//! Error types for catalog-ns1.

use thiserror::Error;

/// Errors that can occur while synchronizing the catalog.
#[derive(Debug, Error)]
pub enum SyncError {
    /// IO error (network, signal handling, etc.)
    #[error("IO error: {0}")]
    Io(#[from] std::io::Error),

    /// HTTP transport error from either remote API
    #[error("HTTP error: {0}")]
    Http(#[from] reqwest::Error),

    /// The target zone does not exist in NS1
    #[error("zone {zone} does not exist in NS1")]
    ZoneMissing {
        /// Name of the zone that was requested.
        zone: String,
    },

    /// A remote API answered with an unexpected status
    #[error("unexpected status {status} from {url}: {body}")]
    Api {
        /// HTTP status returned by the remote.
        status: reqwest::StatusCode,
        /// URL of the failed request.
        url: String,
        /// Response body, truncated by the caller.
        body: String,
    },

    /// A remote API answered with a body we could not interpret
    #[error("malformed API payload: {0}")]
    Payload(String),

    /// Invalid configuration
    #[error("invalid configuration: {0}")]
    Config(String),

    /// A mirror dropped its refresh channel while the reconciler was still running
    #[error("{0} refresh channel closed")]
    RefreshChannelClosed(&'static str),

    /// An agent task returned without being asked to stop
    #[error("agent {0} stopped unexpectedly")]
    AgentStopped(&'static str),

    /// An agent task panicked or was aborted
    #[error("agent task died: {0}")]
    Join(#[from] tokio::task::JoinError),
}

impl SyncError {
    /// Turn a non-success HTTP response into an [`SyncError::Api`],
    /// consuming the body (truncated to keep log lines bounded).
    pub(crate) async fn from_response(resp: reqwest::Response) -> SyncError {
        let status = resp.status();
        let url = resp.url().to_string();
        let body: String = resp
            .text()
            .await
            .unwrap_or_default()
            .chars()
            .take(256)
            .collect();
        SyncError::Api { status, url, body }
    }
}
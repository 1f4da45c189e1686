mod common;

use {
    common::{read_lines, rotated_files, today_utc, CaptureHost},
    spoolog::{Logger, LoggerBuilder, LoggerError, RotationPolicy, RotationSize, Severity, TimeZone},
    std::{fs, thread},
    tempfile::TempDir,
};

fn lines_policy(max_lines: u64) -> RotationPolicy {
    RotationPolicy::new(0, max_lines, RotationSize::Bytes(0))
}

fn builder(dir: &TempDir, host: &CaptureHost) -> LoggerBuilder {
    LoggerBuilder::new(dir.path().join("test.log"))
        .time_zone(TimeZone::UTC)
        .host(host.clone())
}

#[test]
fn test_line_threshold_rotates_once() {
    let dir = TempDir::new().unwrap();
    let host = CaptureHost::default();
    let logger = builder(&dir, &host).policy(lines_policy(3)).build().unwrap();

    for i in 1..=7 {
        spoolog::info!(logger, "record {i}");
    }
    logger.flush().unwrap();

    // The check runs before each write and fires once the count is over
    // the limit: records 1-4 land in the first file, 5-7 in the new one.
    let rotated = rotated_files(dir.path(), "test.log");
    assert_eq!(rotated, vec![format!("test.{}.001.log", today_utc())]);

    let first = read_lines(&dir.path().join(&rotated[0]));
    let second = read_lines(&dir.path().join("test.log"));
    assert_eq!(first.len(), 4);
    assert_eq!(second.len(), 3);
    assert!(first[0].ends_with("record 1"));
    assert!(first[3].ends_with("record 4"));
    assert!(second[0].ends_with("record 5"));
    assert!(second[2].ends_with("record 7"));
    assert!(host.diagnostics().is_empty());
}

#[test]
fn test_sequence_increases_across_rotations_and_restarts() {
    let dir = TempDir::new().unwrap();
    let host = CaptureHost::default();

    let logger = builder(&dir, &host).policy(lines_policy(1)).build().unwrap();
    for i in 0..6 {
        logger.print(format!("{i}\n"));
    }
    drop(logger);
    let today = today_utc();
    assert_eq!(
        rotated_files(dir.path(), "test.log"),
        vec![format!("test.{today}.001.log"), format!("test.{today}.002.log")]
    );

    let logger = builder(&dir, &host).policy(lines_policy(1)).build().unwrap();
    for i in 0..3 {
        logger.print(format!("{i}\n"));
    }
    drop(logger);
    assert_eq!(
        rotated_files(dir.path(), "test.log"),
        vec![
            format!("test.{today}.001.log"),
            format!("test.{today}.002.log"),
            format!("test.{today}.003.log"),
        ]
    );
}

#[test]
fn test_byte_threshold_rotates_without_losing_records() {
    let dir = TempDir::new().unwrap();
    let host = CaptureHost::default();
    let logger = builder(&dir, &host)
        .policy(RotationPolicy::new(0, 0, RotationSize::Bytes(20)))
        .build()
        .unwrap();

    for i in 0..20 {
        logger.print(format!("line {i:02}\n"));
    }
    logger.flush().unwrap();

    let mut all = Vec::new();
    for name in rotated_files(dir.path(), "test.log") {
        all.extend(read_lines(&dir.path().join(name)));
    }
    all.extend(read_lines(&dir.path().join("test.log")));
    let expected: Vec<String> = (0..20).map(|i| format!("line {i:02}")).collect();
    assert_eq!(all, expected);
}

#[test]
fn test_level_filter_applies_to_file_and_console() {
    let dir = TempDir::new().unwrap();
    let host = CaptureHost::default();
    let logger = builder(&dir, &host).level(Severity::Info).build().unwrap();
    logger.set_console(true);

    spoolog::debug!(logger, "hidden");
    logger.flush().unwrap();
    assert_eq!(fs::metadata(dir.path().join("test.log")).unwrap().len(), 0);
    assert!(host.printed().is_empty());

    spoolog::info!(logger, "shown");
    logger.flush().unwrap();
    let lines = read_lines(&dir.path().join("test.log"));
    assert_eq!(lines.len(), 1);
    assert!(lines[0].contains("] [I] ["));
    assert_eq!(host.printed().len(), 1);
    assert!(host.printed()[0].ends_with("shown\n"));
}

#[test]
fn test_raw_records_bypass_level_filter() {
    let dir = TempDir::new().unwrap();
    let host = CaptureHost::default();
    let logger = builder(&dir, &host).level(Severity::Fatal).build().unwrap();

    spoolog::error!(logger, "filtered");
    logger.print("as is");
    spoolog::printf!(logger, " and {}\n", "formatted");
    logger.flush().unwrap();

    assert_eq!(
        fs::read_to_string(dir.path().join("test.log")).unwrap(),
        "as is and formatted\n"
    );
}

#[test]
fn test_console_toggle_at_runtime() {
    let dir = TempDir::new().unwrap();
    let host = CaptureHost::default();
    let logger = builder(&dir, &host).console(true).build().unwrap();

    logger.print("one\n");
    logger.flush().unwrap();
    logger.set_console(false);
    logger.print("two\n");
    logger.flush().unwrap();

    assert_eq!(host.printed(), vec!["one\n".to_string()]);
    assert_eq!(read_lines(&dir.path().join("test.log")), vec!["one", "two"]);
}

#[test]
fn test_console_toggle_applies_in_queue_order() {
    let dir = TempDir::new().unwrap();
    let host = CaptureHost::default();
    let logger = builder(&dir, &host).build().unwrap();

    // Most of these are still queued when the switch is flipped.
    for i in 0..2000 {
        spoolog::info!(logger, "quiet {}", i);
    }
    logger.set_console(true);
    logger.print("loud\n");
    logger.flush().unwrap();

    assert_eq!(host.printed(), vec!["loud\n".to_string()]);
    assert_eq!(read_lines(&dir.path().join("test.log")).len(), 2001);
}

#[test]
fn test_console_off_applies_in_queue_order() {
    let dir = TempDir::new().unwrap();
    let host = CaptureHost::default();
    let logger = builder(&dir, &host).console(true).build().unwrap();

    for i in 0..2000 {
        logger.print(format!("{i}\n"));
    }
    logger.set_console(false);
    logger.print("quiet\n");
    logger.flush().unwrap();

    let printed = host.printed();
    assert_eq!(printed.len(), 2000);
    assert_eq!(printed.last().map(String::as_str), Some("1999\n"));
    assert_eq!(read_lines(&dir.path().join("test.log")).len(), 2001);
}

#[test]
fn test_caller_location_and_tag() {
    let dir = TempDir::new().unwrap();
    let host = CaptureHost::default();
    let logger = builder(&dir, &host).build().unwrap();

    let line = line!() + 1;
    spoolog::warning!(logger, "disk at {}%", 91);
    logger.flush().unwrap();

    let lines = read_lines(&dir.path().join("test.log"));
    assert_eq!(lines.len(), 1);
    assert!(lines[0].starts_with('['));
    assert!(lines[0].ends_with(&format!("] [W] [logger.rs:{line}] disk at 91%")));
}

#[test]
fn test_open_failure_falls_back_to_stdout() {
    let dir = TempDir::new().unwrap();
    let blocker = dir.path().join("blocker");
    fs::write(&blocker, b"not a directory").unwrap();
    let host = CaptureHost::default();

    let logger = LoggerBuilder::new(blocker.join("test.log"))
        .host(host.clone())
        .build()
        .unwrap();
    spoolog::error!(logger, "still visible");
    logger.flush().unwrap();

    assert_eq!(host.diagnostics().len(), 1);
    assert!(host.diagnostics()[0].starts_with("[S] "));
    let stdout = host.printed();
    assert_eq!(stdout.len(), 1);
    assert!(stdout[0].ends_with("still visible\n"));
}

#[test]
fn test_open_failure_with_console_prints_once() {
    let dir = TempDir::new().unwrap();
    let blocker = dir.path().join("blocker");
    fs::write(&blocker, b"not a directory").unwrap();
    let host = CaptureHost::default();

    let logger = LoggerBuilder::new(blocker.join("test.log"))
        .console(true)
        .host(host.clone())
        .build()
        .unwrap();
    logger.print("once\n");
    logger.flush().unwrap();

    assert_eq!(host.printed(), vec!["once\n".to_string()]);
}

#[test]
fn test_rename_failure_keeps_writing_to_original_file() {
    let dir = TempDir::new().unwrap();
    // A non-empty directory occupying the first rotated name blocks the rename.
    let blocker = dir.path().join(format!("test.{}.001.log", today_utc()));
    fs::create_dir(&blocker).unwrap();
    fs::write(blocker.join("keep"), b"x").unwrap();
    let host = CaptureHost::default();
    let logger = builder(&dir, &host).policy(lines_policy(1)).build().unwrap();

    for i in 0..6 {
        logger.print(format!("{i}\n"));
    }
    logger.flush().unwrap();

    // Rotation is due before the third record and fails. The counters keep
    // growing, and the retry waits for another full threshold: it happens
    // before the fifth record, not on every record in between.
    let diagnostics = host.diagnostics();
    assert_eq!(diagnostics.len(), 2);
    assert!(diagnostics.iter().all(|d| d.starts_with("[S] Failed to rename file")));
    assert_eq!(
        read_lines(&dir.path().join("test.log")),
        vec!["0", "1", "2", "3", "4", "5"]
    );
    assert!(rotated_files(dir.path(), "test.log").is_empty());
}

#[test]
fn test_line_counter_is_not_recovered_on_restart() {
    let dir = TempDir::new().unwrap();
    fs::write(dir.path().join("test.log"), "a\nb\nc\n").unwrap();
    let host = CaptureHost::default();
    let logger = builder(&dir, &host).policy(lines_policy(3)).build().unwrap();

    for i in 0..4 {
        logger.print(format!("{i}\n"));
    }
    logger.flush().unwrap();

    // Known gap: the file already held three lines, but only the byte count
    // is restored, so the line limit is overshot before the first rotation.
    assert!(rotated_files(dir.path(), "test.log").is_empty());
    assert_eq!(read_lines(&dir.path().join("test.log")).len(), 7);
}

#[test]
fn test_byte_counter_is_recovered_on_restart() {
    let dir = TempDir::new().unwrap();
    fs::write(dir.path().join("test.log"), "0123456789\n").unwrap();
    let host = CaptureHost::default();
    let logger = builder(&dir, &host)
        .policy(RotationPolicy::new(0, 0, RotationSize::Bytes(10)))
        .build()
        .unwrap();

    logger.print("next\n");
    logger.flush().unwrap();

    let rotated = rotated_files(dir.path(), "test.log");
    assert_eq!(rotated.len(), 1);
    assert_eq!(read_lines(&dir.path().join(&rotated[0])), vec!["0123456789"]);
    assert_eq!(read_lines(&dir.path().join("test.log")), vec!["next"]);
}

#[test]
fn test_per_producer_order_is_preserved() {
    let dir = TempDir::new().unwrap();
    let host = CaptureHost::default();
    let logger = builder(&dir, &host).queue_capacity(8).build().unwrap();

    let producers: Vec<_> = (0..4)
        .map(|id| {
            let logger = logger.clone();
            thread::spawn(move || {
                for i in 0..500 {
                    logger.print(format!("{id} {i}\n"));
                }
            })
        })
        .collect();
    for producer in producers {
        producer.join().unwrap();
    }
    logger.flush().unwrap();

    let mut next = [0usize; 4];
    let lines = read_lines(&dir.path().join("test.log"));
    assert_eq!(lines.len(), 2000);
    for line in lines {
        let (id, i) = line.split_once(' ').unwrap();
        let id: usize = id.parse().unwrap();
        let i: usize = i.parse().unwrap();
        assert_eq!(i, next[id]);
        next[id] += 1;
    }
    assert_eq!(next, [500; 4]);
}

#[test]
fn test_full_queue_blocks_instead_of_dropping() {
    let dir = TempDir::new().unwrap();
    let host = CaptureHost::default();
    let logger = builder(&dir, &host).queue_capacity(1).build().unwrap();

    for i in 0..1000 {
        logger.print(format!("{i}\n"));
    }
    drop(logger);

    let lines = read_lines(&dir.path().join("test.log"));
    assert_eq!(lines.len(), 1000);
    assert_eq!(lines.last().map(String::as_str), Some("999"));
}

#[test]
fn test_fatal_terminates_after_write() {
    let dir = TempDir::new().unwrap();
    let host = CaptureHost::default();
    let logger = builder(&dir, &host).build().unwrap();

    spoolog::info!(logger, "before");
    spoolog::fatal!(logger, "giving up: {}", "disk gone");
    logger.flush().unwrap();

    assert_eq!(host.exits(), vec![spoolog::FATAL_EXIT_CODE]);
    let lines = read_lines(&dir.path().join("test.log"));
    assert_eq!(lines.len(), 2);
    assert!(lines[1].contains("] [F] ["));
    assert!(lines[1].ends_with("giving up: disk gone"));
}

#[test]
fn test_drop_drains_queue() {
    let dir = TempDir::new().unwrap();
    let host = CaptureHost::default();
    let logger = builder(&dir, &host).build().unwrap();
    let clone = logger.clone();

    for i in 0..100 {
        clone.print(format!("{i}\n"));
    }
    drop(clone);
    assert!(logger.flush().is_ok());
    drop(logger);

    assert_eq!(read_lines(&dir.path().join("test.log")).len(), 100);
}

#[test]
fn test_path_without_file_name_is_rejected() {
    let err = Logger::new("/").unwrap_err();
    assert!(matches!(err, LoggerError::InvalidPath(_)));
}

#[test]
fn test_missing_directory_is_created() {
    let dir = TempDir::new().unwrap();
    let host = CaptureHost::default();
    let path = dir.path().join("nested").join("deeper").join("app.log");
    let logger = LoggerBuilder::new(&path).host(host.clone()).build().unwrap();

    logger.print("hello\n");
    logger.flush().unwrap();

    assert_eq!(fs::read_to_string(&path).unwrap(), "hello\n");
    assert!(host.diagnostics().is_empty());
}
#![allow(dead_code)]

use {
    spoolog::Host,
    std::{
        fs,
        path::Path,
        sync::{Arc, Mutex},
    },
};

#[derive(Debug, Default)]
pub struct Captured {
    pub stdout: Vec<String>,
    pub diagnostics: Vec<String>,
    pub exits: Vec<i32>,
}

/// A host that records every side effect instead of performing it.
#[derive(Debug, Default, Clone)]
pub struct CaptureHost {
    captured: Arc<Mutex<Captured>>,
}

impl CaptureHost {
    pub fn printed(&self) -> Vec<String> {
        self.captured.lock().unwrap().stdout.clone()
    }

    pub fn diagnostics(&self) -> Vec<String> {
        self.captured.lock().unwrap().diagnostics.clone()
    }

    pub fn exits(&self) -> Vec<i32> {
        self.captured.lock().unwrap().exits.clone()
    }
}

impl Host for CaptureHost {
    fn stdout(&mut self, content: &str) {
        self.captured.lock().unwrap().stdout.push(content.to_string());
    }

    fn diagnostic(&mut self, message: &str) {
        self.captured.lock().unwrap().diagnostics.push(message.to_string());
    }

    fn terminate(&mut self, code: i32) {
        self.captured.lock().unwrap().exits.push(code);
    }
}

/// Names of the rotated files in `dir`, sorted.
pub fn rotated_files(dir: &Path, active: &str) -> Vec<String> {
    let mut names: Vec<String> = fs::read_dir(dir)
        .unwrap()
        .flatten()
        .filter(|entry| entry.path().is_file())
        .filter_map(|entry| entry.file_name().to_str().map(str::to_owned))
        .filter(|name| name != active)
        .collect();
    names.sort();
    names
}

pub fn read_lines(path: &Path) -> Vec<String> {
    fs::read_to_string(path)
        .unwrap()
        .lines()
        .map(str::to_owned)
        .collect()
}

/// Today's date the way rotated file names spell it, in UTC.
pub fn today_utc() -> String {
    chrono::Utc::now().format("%Y-%m-%d").to_string()
}
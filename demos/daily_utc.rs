use spoolog::{LoggerBuilder, RotationPolicy, RotationSize, Severity, TimeZone};

fn main() -> Result<(), Box<dyn std::error::Error>> {
    let logger = LoggerBuilder::new("./logs/daily.log")
        .policy(RotationPolicy::new(1, 0, RotationSize::Bytes(0)))
        .time_zone(TimeZone::UTC) // Use UTC for consistent timing across different regions
        .level(Severity::Info)
        .console(true)
        .build()?;

    // These logs will be rotated daily at UTC midnight
    spoolog::info!(logger, "System startup - UTC timestamp will be used for rotation");
    spoolog::debug!(logger, "Filtered out below Info");
    spoolog::info!(logger, "Server listening on port {}", 8080);

    logger.flush()?;
    Ok(())
}
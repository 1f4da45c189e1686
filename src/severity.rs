use std::fmt;

/// Severity of a log record.
///
/// The ordering is the filtering order: a record is written only when its
/// severity is at least the logger's minimum level. [`Severity::Print`] and
/// [`Severity::Printf`] are raw records and bypass the filter entirely.
#[repr(u8)]
#[derive(Debug, Clone, Copy, PartialEq, Eq, PartialOrd, Ord, Hash, Default)]
pub enum Severity {
    #[default]
    Debug = 0,
    Info = 1,
    Warning = 2,
    Error = 3,
    /// Raw content written as given.
    Print = 4,
    /// Raw content produced from a format string.
    Printf = 5,
    /// Terminates the process after being written.
    Fatal = 6,
}

const TAGS: [&str; 7] = ["D", "I", "W", "E", "P", "PF", "F"];

impl Severity {
    /// Short display tag used in formatted lines.
    pub const fn tag(self) -> &'static str {
        TAGS[self as usize]
    }

    /// Raw records are enqueued without formatting and are never filtered.
    pub const fn is_raw(self) -> bool {
        matches!(self, Severity::Print | Severity::Printf)
    }

    pub const fn is_fatal(self) -> bool {
        matches!(self, Severity::Fatal)
    }

    /// Whether a record of this severity passes the given minimum level.
    pub fn passes(self, min_level: Severity) -> bool {
        self.is_raw() || self >= min_level
    }
}

impl fmt::Display for Severity {
    fn fmt(&self, f: &mut fmt::Formatter<'_>) -> fmt::Result {
        f.write_str(self.tag())
    }
}
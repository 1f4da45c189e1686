use spoolog::{LoggerBuilder, RotationPolicy, RotationSize};

fn main() -> Result<(), Box<dyn std::error::Error>> {
    let logger = LoggerBuilder::new("./logs/logger.log")
        .policy(RotationPolicy::new(0, 0, RotationSize::KB(256)))
        .build()?;

    spoolog::info!(logger, "This is an info message");
    spoolog::warning!(logger, "This is a warning message");
    spoolog::error!(logger, "This is an error message");

    logger.flush()?;
    Ok(())
}
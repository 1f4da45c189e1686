use {
    crate::{
        host::{Host, DIAGNOSTIC_TAG},
        LoggerError, RotationPolicy,
    },
    chrono::{DateTime, FixedOffset, NaiveDate},
    regex::Regex,
    std::{
        fs,
        io::Write as _,
        path::{Path, PathBuf},
    },
};

#[cfg(unix)]
use std::{fs::Permissions, os::unix::fs::PermissionsExt};

/// Suffix of every rotated file, stripped from the base name when present.
pub const LOG_SUFFIX: &str = ".log";

/// Where the log files live and how they are created.
#[derive(Debug, Clone)]
pub(crate) struct FileMeta {
    /// The directory where the log files are stored.
    directory: PathBuf,
    /// The name of the active log file.
    filename: String,
    /// The file name without its `.log` suffix, used for rotated names.
    core: String,
    /// The file permissions to set on newly created log files (Unix-like
    /// systems only).
    file_mode: Option<u32>,
}

impl FileMeta {
    pub(crate) fn new(directory: PathBuf, filename: String, file_mode: Option<u32>) -> Self {
        let core = filename.strip_suffix(LOG_SUFFIX).unwrap_or(&filename).to_string();
        FileMeta {
            directory,
            filename,
            core,
            file_mode,
        }
    }

    /// The stable path every record is appended to.
    pub(crate) fn active_path(&self) -> PathBuf {
        self.directory.join(&self.filename)
    }

    /// Name of a rotated file: `{core}.{YYYY-MM-DD}.{seq}.log`, with the
    /// sequence zero-padded to at least three digits.
    pub(crate) fn rotated_name(&self, date: NaiveDate, sequence: u64) -> String {
        format!("{}.{}.{:03}{}", self.core, date.format("%Y-%m-%d"), sequence, LOG_SUFFIX)
    }

    /// Scan the directory for files rotated on `date` and return the highest
    /// sequence number found, or 0 when there is none.
    pub(crate) fn recover_sequence(&self, date: NaiveDate) -> u64 {
        let pattern = format!(
            r"^{}\.{}\.(\d+){}$",
            regex::escape(&self.core),
            date.format("%Y-%m-%d"),
            regex::escape(LOG_SUFFIX)
        );
        let Ok(file_pattern) = Regex::new(&pattern) else {
            return 0;
        };
        let Ok(files) = fs::read_dir(&self.directory) else {
            return 0;
        };

        let mut max_sequence = 0;
        for file in files.flatten() {
            if !file.metadata().is_ok_and(|metadata| metadata.is_file()) {
                continue;
            }
            let Some(file_name) = file.file_name().to_str().map(str::to_owned) else {
                continue;
            };
            if let Some(sequence) = file_pattern
                .captures(&file_name)
                .and_then(|captures| captures.get(1))
                .and_then(|sequence| sequence.as_str().parse::<u64>().ok())
            {
                max_sequence = max_sequence.max(sequence);
            }
        }
        max_sequence
    }

    /// Open the log file for appending, creating it and its directory if
    /// they don't exist.
    pub(crate) fn create_log_file(&self, log_path: &Path) -> Result<fs::File, LoggerError> {
        let mut open_options = fs::OpenOptions::new();
        open_options.append(true).create(true);

        let mut create_log_file_res = open_options.open(log_path);
        if create_log_file_res.is_err() {
            if let Some(parent) = log_path.parent() {
                fs::create_dir_all(parent)
                    .map_err(|err| LoggerError::CreateDirectoryFailed(parent.to_path_buf(), err.to_string()))?;
                create_log_file_res = open_options.open(log_path);
            }
        }

        let log_file =
            create_log_file_res.map_err(|err| LoggerError::CreateFileFailed(log_path.to_path_buf(), err.to_string()))?;

        self.set_permissions(log_path)?;

        Ok(log_file)
    }

    fn set_permissions(&self, path: &Path) -> Result<(), LoggerError> {
        if let Some(mode) = self.file_mode {
            #[cfg(unix)]
            {
                let perms = Permissions::from_mode(mode);
                fs::set_permissions(path, perms).map_err(|err| LoggerError::SetFilePermissionsError {
                    path: path.to_path_buf(),
                    error: err.to_string(),
                })?
            }
            #[cfg(not(unix))]
            {
                eprintln!("{DIAGNOSTIC_TAG}Setting file permissions is not supported on non-Unix platforms");
            }
        }
        Ok(())
    }
}

/// Everything the writer knows about the active file.
///
/// Owned by the writer thread alone; nothing else reads or mutates it.
pub(crate) struct FileState {
    meta: FileMeta,
    /// The open handle, `None` when the file could not be opened.
    file: Option<fs::File>,
    /// Lines written through this handle. Not recovered on restart.
    lines: u64,
    /// Bytes in the active file, recovered from its size on startup.
    bytes: u64,
    /// The last sequence number used for `sequence_date`.
    sequence: u64,
    sequence_date: NaiveDate,
    deadline: Option<DateTime<FixedOffset>>,
    /// Counter values at the last failed rename. Line and byte triggers
    /// measure from here until a rename succeeds.
    retry_lines: u64,
    retry_bytes: u64,
    /// Set when the file was renamed but could not be reopened: the handle
    /// still points at this rotated file.
    degraded: Option<PathBuf>,
}

impl FileState {
    /// Open the active file and reconstruct the counters from disk.
    ///
    /// A file that can't be opened is reported and leaves the state without
    /// a handle; the writer then falls back to the console.
    pub(crate) fn open(
        meta: FileMeta,
        policy: &RotationPolicy,
        now: DateTime<FixedOffset>,
        host: &mut dyn Host,
    ) -> Self {
        let active_path = meta.active_path();
        let file = match meta.create_log_file(&active_path) {
            Ok(file) => Some(file),
            Err(err) => {
                host.diagnostic(&format!("{DIAGNOSTIC_TAG}{err}"));
                None
            }
        };
        let bytes = file
            .as_ref()
            .and_then(|file| file.metadata().ok())
            .map_or(0, |metadata| metadata.len());
        let sequence_date = now.date_naive();
        let sequence = meta.recover_sequence(sequence_date);

        FileState {
            meta,
            file,
            lines: 0,
            bytes,
            sequence,
            sequence_date,
            deadline: policy.next_deadline(now),
            retry_lines: 0,
            retry_bytes: 0,
            degraded: None,
        }
    }

    #[cfg(test)]
    pub(crate) fn lines(&self) -> u64 {
        self.lines
    }

    #[cfg(test)]
    pub(crate) fn bytes(&self) -> u64 {
        self.bytes
    }

    #[cfg(test)]
    pub(crate) fn deadline(&self) -> Option<DateTime<FixedOffset>> {
        self.deadline
    }

    #[cfg(test)]
    pub(crate) fn has_file(&self) -> bool {
        self.file.is_some()
    }

    pub(crate) fn should_rotate(&self, policy: &RotationPolicy, now: DateTime<FixedOffset>) -> bool {
        policy.should_rotate(
            self.lines - self.retry_lines,
            self.bytes - self.retry_bytes,
            now,
            self.deadline,
        )
    }

    /// Roll the active file over. Failures are reported to the host and
    /// leave the writer appending to whatever handle it already has.
    pub(crate) fn rotate(&mut self, policy: &RotationPolicy, now: DateTime<FixedOffset>, host: &mut dyn Host) {
        if let Err(err) = self.try_rotate(policy, now) {
            host.diagnostic(&format!("{DIAGNOSTIC_TAG}{err}"));
        }
    }

    fn try_rotate(&mut self, policy: &RotationPolicy, now: DateTime<FixedOffset>) -> Result<(), LoggerError> {
        let active_path = self.meta.active_path();

        if self.file.is_none() {
            // Never opened: nothing to rename, retry the open once per period.
            self.deadline = policy.next_deadline(now);
            self.file = Some(self.meta.create_log_file(&active_path)?);
            return Ok(());
        }

        if self.degraded.is_none() {
            // 1. Pick the next sequence for today's date.
            let date = now.date_naive();
            let last_sequence = if date == self.sequence_date {
                self.sequence
            } else {
                self.meta.recover_sequence(date)
            };
            let sequence = last_sequence + 1;
            let rotated_path = self.meta.directory.join(self.meta.rotated_name(date, sequence));

            // 2. Rename the active file. On failure the counters keep going,
            // and the next attempt waits for another full threshold.
            if let Err(err) = fs::rename(&active_path, &rotated_path) {
                self.retry_lines = self.lines;
                self.retry_bytes = self.bytes;
                self.deadline = policy.next_deadline(now);
                return Err(LoggerError::RenameFileError {
                    from: active_path,
                    to: rotated_path,
                    error: err.to_string(),
                });
            }

            // 3. The rename is done: the counters now describe a new file.
            self.lines = 0;
            self.bytes = 0;
            self.retry_lines = 0;
            self.retry_bytes = 0;
            self.sequence = sequence;
            self.sequence_date = date;
            self.deadline = policy.next_deadline(now);
            self.degraded = Some(rotated_path);
        }

        // 4. Reopen the stable path; only then drop the old handle.
        let new_file = self
            .meta
            .create_log_file(&active_path)
            .map_err(|err| LoggerError::ReopenFileError {
                path: active_path.clone(),
                error: err.to_string(),
            })?;
        self.file = Some(new_file);
        self.degraded = None;
        Ok(())
    }

    /// Append one record to the active file. Returns `false` when there is
    /// no handle to write to.
    pub(crate) fn write(&mut self, content: &str, host: &mut dyn Host) -> bool {
        let Some(file) = self.file.as_mut() else {
            return false;
        };
        if let Some(rotated) = &self.degraded {
            let err = LoggerError::DegradedWrite {
                active: self.meta.active_path(),
                rotated: rotated.clone(),
            };
            host.diagnostic(&format!("{DIAGNOSTIC_TAG}{err}"));
        }

        let buf = content.as_bytes();
        let _ = file.write_all(buf);
        self.lines += 1;
        self.bytes += buf.len() as u64;
        true
    }
}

━━━━━━

YOUR OBJECTIVE. Looking at the data above, show all lines where the word "answered" occurs.

EXERCISE ANSWER.
    /// A remote API answered with an unexpected status
    /// A remote API answered with a body we could not interpret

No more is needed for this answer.